PROBLEM: Copy each line of the entries that includes the word "body".

SUPPLIED DATA:
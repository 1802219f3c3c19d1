use std::sync::atomic::{AtomicBool, Ordering};
use std::sync::Arc;

use axum::{
    extract::{Path, Query, State},
    http::HeaderMap,
    routing::{get, post},
    Json, Router,
};
use serde::{Deserialize, Serialize};

use crate::api::auth;
use crate::api::views::MarketView;
use crate::catalog;
use crate::categories::{all_categories, is_valid_category};
use crate::config::{
    Config, DEFAULT_LOOKBACK_HOURS, DEFAULT_PER_GROUP_LIMIT, DETAIL_SERIES_LIMIT,
    DETAIL_SNAPSHOT_LIMIT, LEADERBOARD_DEFAULT_LIMIT, LEADERBOARD_MAX_LIMIT, MARKET_LIST_LIMIT,
    RESOLVE_BATCH_LIMIT, ROLLOVER_RESOLVE_LIMIT, SWING_ALERT_THRESHOLD_PERCENT,
    SWING_SNAPSHOT_LIMIT,
};
use crate::crowd::{aggregate_markets, build_swing_alert, recent_snapshots, write_snapshot};
use crate::db::models::{MarketRow, ScorePointRow, SnapshotRow};
use crate::error::AppError;
use crate::guard::{CooldownGuard, RateLimiter};
use crate::leaderboard::{build_leaderboard, Leaderboard, Period};
use crate::oracle;
use crate::positions::place_stake;
use crate::settlement::resolve_due;
use crate::types::{now_secs, MarketStatus, Side};
use crate::wallet;

#[derive(Clone)]
pub struct ApiState {
    pub pool: sqlx::SqlitePool,
    pub cfg: Arc<Config>,
    pub stake_guard: Arc<RateLimiter>,
    pub rollover_guard: Arc<CooldownGuard>,
    pub schema_ready: Arc<AtomicBool>,
}

impl ApiState {
    /// Typed schema gate: endpoints touching market tables degrade to a
    /// distinct 503 while the store is unprovisioned.
    fn ensure_schema(&self) -> Result<(), AppError> {
        if self.schema_ready.load(Ordering::Relaxed) {
            Ok(())
        } else {
            Err(AppError::SchemaUnavailable)
        }
    }
}

pub fn router(state: ApiState) -> Router {
    Router::new()
        .route("/health", get(get_health))
        .route("/markets", get(get_markets))
        .route("/markets/:id", get(get_market_detail))
        .route("/markets/:id/position", post(post_position))
        .route("/cron/resolve", get(cron_resolve).post(cron_resolve))
        .route("/cron/rollover", get(cron_rollover).post(cron_rollover))
        .route("/leaderboard", get(get_leaderboard))
        .with_state(state)
}

// ---------------------------------------------------------------------------
// Query param structs
// ---------------------------------------------------------------------------

#[derive(Deserialize)]
pub struct MarketsQuery {
    /// Comma-separated category filter; unset means every declared category.
    pub categories: Option<String>,
    /// Comma-separated status filter; unset means open,locked.
    pub status: Option<String>,
}

#[derive(Deserialize)]
pub struct LeaderboardQuery {
    pub period: Option<String>,
    pub limit: Option<i64>,
}

#[derive(Deserialize)]
pub struct StakeRequest {
    pub side: String,
}

// ---------------------------------------------------------------------------
// Response types
// ---------------------------------------------------------------------------

#[derive(Serialize)]
pub struct BoardResponse {
    pub stake_points: i64,
    pub wallet_balance: i64,
    pub markets: Vec<MarketView>,
}

#[derive(Serialize)]
pub struct MarketDetailResponse {
    pub stake_points: i64,
    pub wallet_balance: i64,
    pub market: MarketView,
    pub recent_series: Vec<ScorePointRow>,
    pub snapshots: Vec<SnapshotRow>,
}

#[derive(Serialize)]
pub struct StakeResponse {
    pub ok: bool,
    pub stake_points: i64,
    pub position_stake_points: i64,
    pub wallet_balance: i64,
    pub market: MarketView,
}

#[derive(Serialize)]
pub struct ResolveResponse {
    pub ok: bool,
    pub resolved_count: usize,
    pub failed_count: usize,
    pub results: Vec<crate::settlement::ResolveItem>,
}

#[derive(Serialize)]
pub struct RolloverResponse {
    pub ok: bool,
    pub generated_at: i64,
    pub lookback_hours: i64,
    pub per_group_limit: usize,
    pub target_categories: Vec<String>,
    pub selection_by_group: Vec<catalog::GroupSelection>,
    pub resolved_count: usize,
    pub resolve_failed_count: usize,
    pub resolve_results: Vec<crate::settlement::ResolveItem>,
    pub opened_count: usize,
    pub opened_categories: Vec<String>,
}

// ---------------------------------------------------------------------------
// Handlers
// ---------------------------------------------------------------------------

async fn get_health(State(state): State<ApiState>) -> Json<serde_json::Value> {
    Json(serde_json::json!({
        "ok": true,
        "schema_ready": state.schema_ready.load(Ordering::Relaxed),
    }))
}

async fn get_markets(
    State(state): State<ApiState>,
    headers: HeaderMap,
    Query(params): Query<MarketsQuery>,
) -> Result<Json<BoardResponse>, AppError> {
    let user_id = auth::require_user(&headers)?;
    state.ensure_schema()?;
    let now = now_secs();

    let categories = normalize_category_list(params.categories.as_deref());
    let statuses = normalize_status_list(params.status.as_deref());

    if categories.is_empty() {
        return Ok(Json(BoardResponse {
            stake_points: state.cfg.stake_points,
            wallet_balance: 0,
            markets: Vec::new(),
        }));
    }

    let mut builder: sqlx::QueryBuilder<sqlx::Sqlite> =
        sqlx::QueryBuilder::new("SELECT * FROM markets WHERE category IN (");
    let mut separated = builder.separated(", ");
    for category in &categories {
        separated.push_bind(category.clone());
    }
    builder.push(") AND status IN (");
    let mut separated = builder.separated(", ");
    for status in &statuses {
        separated.push_bind(status.as_str());
    }
    builder.push(") ORDER BY resolve_at DESC LIMIT ");
    builder.push_bind(MARKET_LIST_LIMIT);

    let rows: Vec<MarketRow> = builder.build_query_as().fetch_all(&state.pool).await?;

    // One market per category: rows are newest-first, keep the first seen,
    // then present the board soonest-resolving first.
    let mut latest: Vec<MarketRow> = Vec::new();
    for row in rows {
        if !latest.iter().any(|m| m.category == row.category) {
            latest.push(row);
        }
    }
    latest.sort_by_key(|m| m.resolve_at);

    let wallet_balance = {
        let mut conn = state.pool.acquire().await?;
        wallet::ensure_wallet(&mut conn, &user_id, state.cfg.wallet_seed_points).await?
    };

    let market_ids: Vec<i64> = latest.iter().map(|m| m.id).collect();
    let aggregates = aggregate_markets(&state.pool, &market_ids, Some(user_id.as_str())).await?;
    let snapshots = recent_snapshots(&state.pool, &market_ids, SWING_SNAPSHOT_LIMIT).await?;

    let markets = latest
        .iter()
        .map(|market| {
            let aggregate = aggregates.get(&market.id);
            let view = MarketView::build(market, aggregate, now);
            let alert = build_swing_alert(
                view.crowd.up_ratio,
                snapshots.get(&market.id).map(Vec::as_slice).unwrap_or(&[]),
                SWING_ALERT_THRESHOLD_PERCENT,
            );
            view.with_swing_alert(alert)
        })
        .collect();

    Ok(Json(BoardResponse {
        stake_points: state.cfg.stake_points,
        wallet_balance,
        markets,
    }))
}

async fn get_market_detail(
    State(state): State<ApiState>,
    headers: HeaderMap,
    Path(market_id): Path<i64>,
) -> Result<Json<MarketDetailResponse>, AppError> {
    let user_id = auth::require_user(&headers)?;
    state.ensure_schema()?;
    let now = now_secs();

    let market = fetch_market(&state.pool, market_id).await?;

    let wallet_balance = {
        let mut conn = state.pool.acquire().await?;
        wallet::ensure_wallet(&mut conn, &user_id, state.cfg.wallet_seed_points).await?
    };

    let aggregates = aggregate_markets(&state.pool, &[market.id], Some(user_id.as_str())).await?;
    let recent_series = oracle::recent_series(&state.pool, &market.category, DETAIL_SERIES_LIMIT).await?;
    let snapshot_map = recent_snapshots(&state.pool, &[market.id], DETAIL_SNAPSHOT_LIMIT).await?;
    let mut snapshots = snapshot_map.get(&market.id).cloned().unwrap_or_default();

    let view = MarketView::build(&market, aggregates.get(&market.id), now);
    let alert = build_swing_alert(view.crowd.up_ratio, &snapshots, SWING_ALERT_THRESHOLD_PERCENT);
    let view = view.with_swing_alert(alert);

    // Charts read oldest-first.
    snapshots.reverse();

    Ok(Json(MarketDetailResponse {
        stake_points: state.cfg.stake_points,
        wallet_balance,
        market: view,
        recent_series,
        snapshots,
    }))
}

async fn post_position(
    State(state): State<ApiState>,
    headers: HeaderMap,
    Path(market_id): Path<i64>,
    Json(body): Json<StakeRequest>,
) -> Result<Json<StakeResponse>, AppError> {
    let user_id = auth::require_user(&headers)?;
    state.ensure_schema()?;

    if !state.stake_guard.check(&user_id) {
        return Err(AppError::RateLimited);
    }

    let side = Side::parse(body.side.trim()).ok_or(AppError::InvalidSide)?;
    let now = now_secs();

    let market = fetch_market(&state.pool, market_id).await?;
    let receipt = place_stake(&state.pool, &state.cfg, &market, &user_id, side, now).await?;

    let aggregates = aggregate_markets(&state.pool, &[market.id], Some(user_id.as_str())).await?;
    let aggregate = aggregates.get(&market.id);

    // Swing compares against the snapshot written before this stake; the
    // fresh aggregate becomes the next snapshot afterwards.
    let snapshot_map = recent_snapshots(&state.pool, &[market.id], 1).await?;
    let view = MarketView::build(&market, aggregate, now);
    let alert = build_swing_alert(
        view.crowd.up_ratio,
        snapshot_map.get(&market.id).map(Vec::as_slice).unwrap_or(&[]),
        SWING_ALERT_THRESHOLD_PERCENT,
    );
    let view = view.with_swing_alert(alert);

    if let Some(aggregate) = aggregate {
        write_snapshot(&state.pool, market.id, aggregate, now).await?;
    }

    Ok(Json(StakeResponse {
        ok: true,
        stake_points: receipt.stake_points,
        position_stake_points: receipt.position_stake_points,
        wallet_balance: receipt.wallet_balance,
        market: view,
    }))
}

async fn cron_resolve(
    State(state): State<ApiState>,
    headers: HeaderMap,
) -> Result<Json<ResolveResponse>, AppError> {
    auth::require_cron(&headers, state.cfg.cron_secret.as_deref())?;
    state.ensure_schema()?;

    let summary = resolve_due(&state.pool, &state.cfg, now_secs(), RESOLVE_BATCH_LIMIT).await?;

    Ok(Json(ResolveResponse {
        ok: true,
        resolved_count: summary.resolved_count,
        failed_count: summary.failed_count,
        results: summary.results,
    }))
}

async fn cron_rollover(
    State(state): State<ApiState>,
    headers: HeaderMap,
) -> Result<Json<RolloverResponse>, AppError> {
    auth::require_cron(&headers, state.cfg.cron_secret.as_deref())?;
    state.ensure_schema()?;

    // Best-effort dedupe of rapid duplicate triggers; every step below is
    // idempotent against the store, so a missed dedupe is harmless.
    if !state.rollover_guard.try_acquire("rollover") {
        return Err(AppError::RateLimited);
    }

    let now = now_secs();
    let resolve_summary = resolve_due(&state.pool, &state.cfg, now, ROLLOVER_RESOLVE_LIMIT).await?;
    let selection =
        catalog::fetch_cycle_selection(&state.pool, DEFAULT_LOOKBACK_HOURS, DEFAULT_PER_GROUP_LIMIT, now)
            .await?;
    let opened = catalog::ensure_open(&state.pool, &state.cfg, &selection.categories, now).await?;

    Ok(Json(RolloverResponse {
        ok: true,
        generated_at: now,
        lookback_hours: DEFAULT_LOOKBACK_HOURS,
        per_group_limit: DEFAULT_PER_GROUP_LIMIT,
        target_categories: selection.categories,
        selection_by_group: selection.by_group,
        resolved_count: resolve_summary.resolved_count,
        resolve_failed_count: resolve_summary.failed_count,
        resolve_results: resolve_summary.results,
        opened_count: opened.len(),
        opened_categories: opened,
    }))
}

async fn get_leaderboard(
    State(state): State<ApiState>,
    headers: HeaderMap,
    Query(params): Query<LeaderboardQuery>,
) -> Result<Json<Leaderboard>, AppError> {
    let user_id = auth::require_user(&headers)?;
    state.ensure_schema()?;

    let period = Period::parse(params.period.as_deref().unwrap_or("all"));
    let limit = params
        .limit
        .filter(|l| *l > 0)
        .map(|l| l.min(LEADERBOARD_MAX_LIMIT))
        .unwrap_or(LEADERBOARD_DEFAULT_LIMIT);

    let board = build_leaderboard(&state.pool, period, limit, &user_id, now_secs()).await?;
    Ok(Json(board))
}

// ---------------------------------------------------------------------------
// Helpers
// ---------------------------------------------------------------------------

async fn fetch_market(pool: &sqlx::SqlitePool, market_id: i64) -> Result<MarketRow, AppError> {
    let market: Option<MarketRow> = sqlx::query_as("SELECT * FROM markets WHERE id = ?")
        .bind(market_id)
        .fetch_optional(pool)
        .await?;
    market.ok_or(AppError::NotFound)
}

/// Unknown categories are dropped; no filter means the whole declared set.
fn normalize_category_list(raw: Option<&str>) -> Vec<String> {
    match raw {
        Some(raw) if !raw.trim().is_empty() => raw
            .split(',')
            .map(str::trim)
            .filter(|c| is_valid_category(c))
            .map(String::from)
            .collect(),
        _ => all_categories().into_iter().map(String::from).collect(),
    }
}

/// Unknown statuses are dropped; an empty result falls back to the active
/// set (open, locked).
fn normalize_status_list(raw: Option<&str>) -> Vec<MarketStatus> {
    let parsed: Vec<MarketStatus> = raw
        .unwrap_or_default()
        .split(',')
        .filter_map(|item| MarketStatus::parse(item.trim()))
        .collect();

    if parsed.is_empty() {
        vec![MarketStatus::Open, MarketStatus::Locked]
    } else {
        parsed
    }
}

FINISHED TASK:
    Json(body): Json<StakeRequest>,
    let side = Side::parse(body.side.trim()).ok_or(AppError::InvalidSide)?;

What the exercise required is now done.